From this measurement data a bandwidth surface can also be generated for each measurement type (ping, download speed, upload speed) by interpolating these known points to estimate performance in all those other places without measurement values.
This bandwidth surface can be displayed as a heatmap, raster, or as bandwidth isolines (or “contours”). Dynamic bandwidth contours can be produced in near real-time because as the underlying data points change, the map changes automatically as map is rendered on-the-fly.


Real time measurements detect network outages during disaster events

Map showing Fiji baseline, May 2020 (11,775 datapoints)
Fiji baseline, May 2020 (11,775 datapoints)
Map showing Fiji, 17 Dec 2020 (4,101 datapoints)
Fiji, 17 Dec 2020 (4,101 datapoints)
Map showing Fiji, 18 Dec 2020 (7,919 datapoints)
Fiji, 18 Dec 2020 (7,919 datapoints)

The prototype Disaster Connectivity Map was tested in a real time disaster situation during December 2020, when category 5 tropical cyclone Yasa hit Fiji from 16 – 18 December 2020. The 11,775 measurements taken in May 2020 provided a reliable baseline to show where and what was the level of connectivity across Fiji under normal circumstances.
At the request of ITU, SpeedChecker started a new measurement campaign on 16 December which lasted for five days and delivered 68,207 measurements in the period of 17 – 21st December.
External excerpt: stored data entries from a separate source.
//! Window management via winit.
//!
//! Implements [`winit::application::ApplicationHandler`] to drive the event
//! loop. This handles window creation, keyboard forwarding, resize, and the
//! frame loop (update + render each redraw).

use std::sync::Arc;

use winit::application::ApplicationHandler;
use winit::event::{ElementState, WindowEvent};
use winit::event_loop::ActiveEventLoop;
use winit::keyboard::{Key, NamedKey};
use winit::window::{Window, WindowId};

use crate::asset::TextureLoader;
use crate::component::Component;
use crate::config::DemoConfig;
use crate::error::{OrreryError, Result};
use crate::input::Input;
use crate::render::{GpuContext, WgpuBackend};
use crate::scene::SceneAssets;
use crate::time::FrameClock;
use crate::world::World;

/// Everything that exists only once the window does.
struct Running {
    window: Arc<Window>,
    backend: WgpuBackend,
    world: World,
}

/// The application state that winit drives.
pub(crate) struct WinitApp {
    config: DemoConfig,
    assets: SceneAssets,
    input: Input,
    clock: FrameClock,
    textures: TextureLoader,
    running: Option<Running>,
    title: String,
    error: Option<OrreryError>,
}

impl WinitApp {
    pub fn new(config: DemoConfig, assets: SceneAssets) -> Self {
        let input = config.input();
        let title = config.title.clone();
        Self {
            config,
            assets,
            input,
            clock: FrameClock::new(),
            textures: TextureLoader::new(),
            running: None,
            title,
            error: None,
        }
    }

    /// The setup error that ended the event loop, if any.
    pub fn into_error(self) -> Option<OrreryError> {
        self.error
    }

    fn start(&mut self, event_loop: &ActiveEventLoop) -> Result<Running> {
        let attrs = Window::default_attributes()
            .with_title(&self.title)
            .with_inner_size(winit::dpi::LogicalSize::new(self.config.width, self.config.height));
        let window = Arc::new(
            event_loop
                .create_window(attrs)
                .map_err(|e| OrreryError::Backend(format!("cannot create window: {e}")))?,
        );

        let gpu = GpuContext::new(window.clone(), self.config.vsync)?;
        let mut backend = WgpuBackend::new(gpu, &self.config.assets_dir, self.config.clear_color());
        let world = World::create(&mut backend, &mut self.textures, &self.assets)?;

        log::info!("Window created ({}x{})", self.config.width, self.config.height);
        Ok(Running { window, backend, world })
    }

    fn redraw(&mut self, event_loop: &ActiveEventLoop) {
        let Some(running) = &mut self.running else {
            return;
        };

        let delta = self.clock.tick();
        if self.clock.frame_count() % 600 == 0 {
            log::debug!("{:.1} fps", self.clock.fps());
        }
        self.textures.poll(&mut running.backend);
        running.world.update(delta, &self.input);
        let aspect = running.backend.aspect();
        running
            .world
            .draw_frame(&mut running.backend, aspect, self.config.clear_color());

        match running.backend.present() {
            Ok(()) => {}
            Err(wgpu::SurfaceError::Lost | wgpu::SurfaceError::Outdated) => {
                running.backend.reconfigure();
            }
            Err(wgpu::SurfaceError::OutOfMemory) => {
                log::error!("Out of GPU memory!");
                event_loop.exit();
            }
            Err(e) => {
                log::warn!("Surface error: {:?}", e);
            }
        }

        if let Some(text) = overlay_text(&running.world) {
            let title = format!("{} | {text}", self.config.title);
            if title != self.title {
                running.window.set_title(&title);
                self.title = title;
            }
        }

        // Request next frame.
        running.window.request_redraw();
    }
}

impl ApplicationHandler for WinitApp {
    fn resumed(&mut self, event_loop: &ActiveEventLoop) {
        if self.running.is_some() || self.error.is_some() {
            return;
        }
        match self.start(event_loop) {
            Ok(running) => {
                running.window.request_redraw();
                self.running = Some(running);
            }
            Err(e) => {
                log::error!("Failed to start: {e}");
                self.error = Some(e);
                event_loop.exit();
            }
        }
    }

    fn window_event(&mut self, event_loop: &ActiveEventLoop, _id: WindowId, event: WindowEvent) {
        match event {
            WindowEvent::CloseRequested => {
                log::info!("Window close requested, exiting.");
                event_loop.exit();
            }

            WindowEvent::Resized(size) => {
                if let Some(running) = &mut self.running {
                    running.backend.resize(size.width, size.height);
                }
            }

            // Key-up events are not delivered while unfocused.
            WindowEvent::Focused(_) => self.input.reset(),

            WindowEvent::KeyboardInput { event, .. } => {
                if let Some(key) = key_name(&event.logical_key) {
                    match event.state {
                        ElementState::Pressed => self.input.press_key(&key),
                        ElementState::Released => self.input.release_key(&key),
                    }
                }
            }

            WindowEvent::RedrawRequested => self.redraw(event_loop),

            _ => {}
        }
    }
}

/// The key string bindings refer to: the typed character, or the key's name
/// for named keys (`"Shift"`, `"Enter"`, `"ArrowUp"`). Space is `" "`.
fn key_name(key: &Key) -> Option<String> {
    match key {
        Key::Character(text) => Some(text.to_string()),
        Key::Named(NamedKey::Space) => Some(" ".to_owned()),
        Key::Named(named) => Some(format!("{named:?}")),
        _ => None,
    }
}

fn overlay_text(world: &World) -> Option<&str> {
    world.iter().find_map(|(_, entity)| {
        entity
            .components()
            .iter()
            .find_map(Component::as_overlay_hider)
            .map(|hider| hider.visible_region().text.as_str())
    })
}

#[cfg(test)]
mod tests {
    use super::*;

    #[test]
    fn key_names_match_binding_strings() {
        assert_eq!(key_name(&Key::Character("w".into())).as_deref(), Some("w"));
        assert_eq!(key_name(&Key::Named(NamedKey::Shift)).as_deref(), Some("Shift"));
        assert_eq!(key_name(&Key::Named(NamedKey::Space)).as_deref(), Some(" "));
    }
}
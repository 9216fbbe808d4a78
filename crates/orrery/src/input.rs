//! # Input: Named Actions Over Keyboard State
//!
//! Game logic never asks "is W held?". It asks "is `moveForward` held?".
//! [`Input`] keeps two tables:
//!
//! ```text
//!   action name ──► key          "moveForward" ──► "W"
//!   key         ──► KeyState     "W"           ──► Down
//! ```
//!
//! The window event handler is the only writer ([`press_key`](Input::press_key),
//! [`release_key`](Input::release_key), [`reset`](Input::reset)); components
//! only read, during update. Both happen on the event-loop thread and never
//! interleave, so no locking is involved.
//!
//! ## Keys
//!
//! Keys are the *logical* key strings the platform reports: `"w"`, `"W"`,
//! `"Shift"`, `" "`. With case-insensitive input (the default) the first
//! character of every key is upper-cased on registration and on every event,
//! so holding Shift does not change which action a letter drives. With
//! case-sensitive input `"a"` and `"A"` are different keys.
//!
//! ## Errors
//!
//! Configuration mistakes are logged and ignored:
//! - registering an action name twice keeps the first binding
//! - binding a second action to an already-bound key keeps the first
//! - querying an unregistered action logs and reports the action as
//!   neither up nor down
//!
//! Events for keys nobody is bound to are dropped silently.

use std::collections::HashMap;

/// Action names used by the built-in components.
pub mod actions {
    pub const MOVE_FORWARD: &str = "moveForward";
    pub const MOVE_BACK: &str = "moveBack";
    pub const MOVE_LEFT: &str = "moveLeft";
    pub const MOVE_RIGHT: &str = "moveRight";

    pub const LIGHT_MOVE_FORWARD: &str = "lightMoveForward";
    pub const LIGHT_MOVE_BACK: &str = "lightMoveBack";
    pub const LIGHT_MOVE_LEFT: &str = "lightMoveLeft";
    pub const LIGHT_MOVE_RIGHT: &str = "lightMoveRight";
    pub const LIGHT_MOVE_UP: &str = "lightMoveUp";
    pub const LIGHT_MOVE_DOWN: &str = "lightMoveDown";

    pub const YAW: &str = "yaw";
    pub const PITCH: &str = "pitch";
    pub const ROLL: &str = "roll";

    pub const SHIFT: &str = "shift";
    pub const RESET: &str = "reset";
    pub const TOGGLE_WIREFRAME: &str = "toggleWireframe";
    pub const HUD_TOGGLE: &str = "hudToggle";
}

/// State of one bound key.
#[derive(Debug, Clone, Copy, PartialEq, Eq, Default)]
pub enum KeyState {
    #[default]
    Up,
    Down,
}

/// Action map plus the current state of every bound key.
#[derive(Debug, Clone, Default)]
pub struct Input {
    actions: HashMap<String, String>,
    keys: HashMap<String, KeyState>,
    case_sensitive: bool,
}

impl Input {
    /// An empty action map.
    pub fn new(case_sensitive: bool) -> Self {
        Self {
            actions: HashMap::new(),
            keys: HashMap::new(),
            case_sensitive,
        }
    }

    /// Build an action map from `(action, key)` pairs.
    ///
    /// Duplicates are logged and skipped, see [`add_action`](Self::add_action).
    pub fn from_bindings<I, A, K>(bindings: I, case_sensitive: bool) -> Self
    where
        I: IntoIterator<Item = (A, K)>,
        A: Into<String>,
        K: AsRef<str>,
    {
        let mut input = Self::new(case_sensitive);
        for (action, key) in bindings {
            input.add_action(action, key.as_ref());
        }
        input
    }

    /// Bind `action` to `key`. The key starts out up.
    ///
    /// Returns `false` (and logs) if the action or the key is already bound.
    pub fn add_action(&mut self, action: impl Into<String>, key: &str) -> bool {
        let action = action.into();
        let key = self.normalize(key);
        if self.actions.contains_key(&action) {
            log::error!("Input already recognizes action: {action}");
            return false;
        }
        if self.keys.contains_key(&key) {
            log::error!("Input already recognizes key: {key}");
            return false;
        }
        self.keys.insert(key.clone(), KeyState::Up);
        self.actions.insert(action, key);
        true
    }

    /// `true` if the action's key is held. Unknown actions are never down.
    pub fn is_action_down(&self, action: &str) -> bool {
        self.action_state(action) == Some(KeyState::Down)
    }

    /// `true` if the action's key is released. Unknown actions are never up.
    pub fn is_action_up(&self, action: &str) -> bool {
        self.action_state(action) == Some(KeyState::Up)
    }

    /// The key bound to `action`, after case normalization.
    pub fn key_for(&self, action: &str) -> Option<&str> {
        self.actions.get(action).map(String::as_str)
    }

    /// Record a key-down event.
    pub fn press_key(&mut self, key: &str) {
        self.set_key(key, KeyState::Down);
    }

    /// Record a key-up event.
    pub fn release_key(&mut self, key: &str) {
        self.set_key(key, KeyState::Up);
    }

    /// Release every bound key. Called when the window gains or loses
    /// focus, since key-up events are not delivered while unfocused.
    pub fn reset(&mut self) {
        for state in self.keys.values_mut() {
            *state = KeyState::Up;
        }
    }

    fn action_state(&self, action: &str) -> Option<KeyState> {
        let Some(key) = self.actions.get(action) else {
            log::error!("Input doesn't recognize action: {action}");
            return None;
        };
        self.keys.get(key).copied()
    }

    fn set_key(&mut self, key: &str, state: KeyState) {
        let key = self.normalize(key);
        if let Some(slot) = self.keys.get_mut(&key) {
            *slot = state;
        }
    }

    fn normalize(&self, key: &str) -> String {
        if self.case_sensitive {
            return key.to_owned();
        }
        let mut chars = key.chars();
        match chars.next() {
            Some(first) => first.to_uppercase().chain(chars).collect(),
            None => String::new(),
        }
    }
}

#[cfg(test)]
mod tests {
    use super::*;

    fn bindings() -> Input {
        Input::from_bindings(
            [(actions::MOVE_FORWARD, "w"), (actions::SHIFT, "Shift"), (actions::HUD_TOGGLE, "h")],
            false,
        )
    }

    #[test]
    fn keys_start_up() {
        let input = bindings();
        assert!(input.is_action_up(actions::MOVE_FORWARD));
        assert!(!input.is_action_down(actions::MOVE_FORWARD));
    }

    #[test]
    fn press_and_release() {
        let mut input = bindings();
        input.press_key("w");
        assert!(input.is_action_down(actions::MOVE_FORWARD));
        input.release_key("w");
        assert!(input.is_action_up(actions::MOVE_FORWARD));
    }

    #[test]
    fn case_insensitive_matches_shifted_letters() {
        let mut input = bindings();
        input.press_key("W");
        assert!(input.is_action_down(actions::MOVE_FORWARD));
        input.release_key("w");
        assert!(input.is_action_up(actions::MOVE_FORWARD));
        assert_eq!(input.key_for(actions::MOVE_FORWARD), Some("W"));
    }

    #[test]
    fn case_sensitive_keeps_letters_apart() {
        let mut input = Input::from_bindings([("lower", "a"), ("upper", "A")], true);
        input.press_key("A");
        assert!(input.is_action_down("upper"));
        assert!(input.is_action_up("lower"));
    }

    #[test]
    fn duplicate_action_keeps_first_binding() {
        let mut input = bindings();
        assert!(!input.add_action(actions::MOVE_FORWARD, "x"));
        assert_eq!(input.key_for(actions::MOVE_FORWARD), Some("W"));
        input.press_key("x");
        assert!(input.is_action_up(actions::MOVE_FORWARD));
    }

    #[test]
    fn duplicate_key_is_rejected() {
        let mut input = bindings();
        assert!(!input.add_action("other", "W"));
        assert_eq!(input.key_for("other"), None);
    }

    #[test]
    fn unknown_action_is_neither_up_nor_down() {
        let input = bindings();
        assert!(!input.is_action_down("fly"));
        assert!(!input.is_action_up("fly"));
    }

    #[test]
    fn unknown_keys_are_ignored() {
        let mut input = bindings();
        input.press_key("q");
        assert!(input.is_action_up(actions::MOVE_FORWARD));
    }

    #[test]
    fn reset_releases_everything() {
        let mut input = bindings();
        input.press_key("w");
        input.press_key("Shift");
        input.reset();
        assert!(input.is_action_up(actions::MOVE_FORWARD));
        assert!(input.is_action_up(actions::SHIFT));
    }
}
Tropical storm Yasa made landfall on island of Vanua Levu in the early morning of 17 December, with high winds and flooding causing significant damage and network outages along the path of the storm across the islands of Fiji.
The maps from the DCM prototype to the right show a clear pattern in which connectivity is reduced across most of Fiji on 17 December, and then gradually returns over the course of the next three to five days but that there are some places in Vanua Levu and other islands where persistent connectivity gaps and network outages remain.
The number of measurements obtained over the five day period is also telling compared with the baseline of 11,775 results obtained in May 2020. A total of 4,101 results were obtained in the 24 hours until 17 December (approx one third of the baseline), which increased to 7,919 results on 18 December (approx two thirds), and had returned to the normal level of 12,442 results on 19 December.
Of the total of 68,207 measurements taken during this period, seventy percent (47,646) were obtained from mobile devices connected to cellular networks. By comparing the location of these datapoints against cell towers it was possible to determine which individual cells had been either ‘seen’ or ‘not seen’ during the period. Cellular network coverage was filtered on this basis, to show which cells sites were not seen.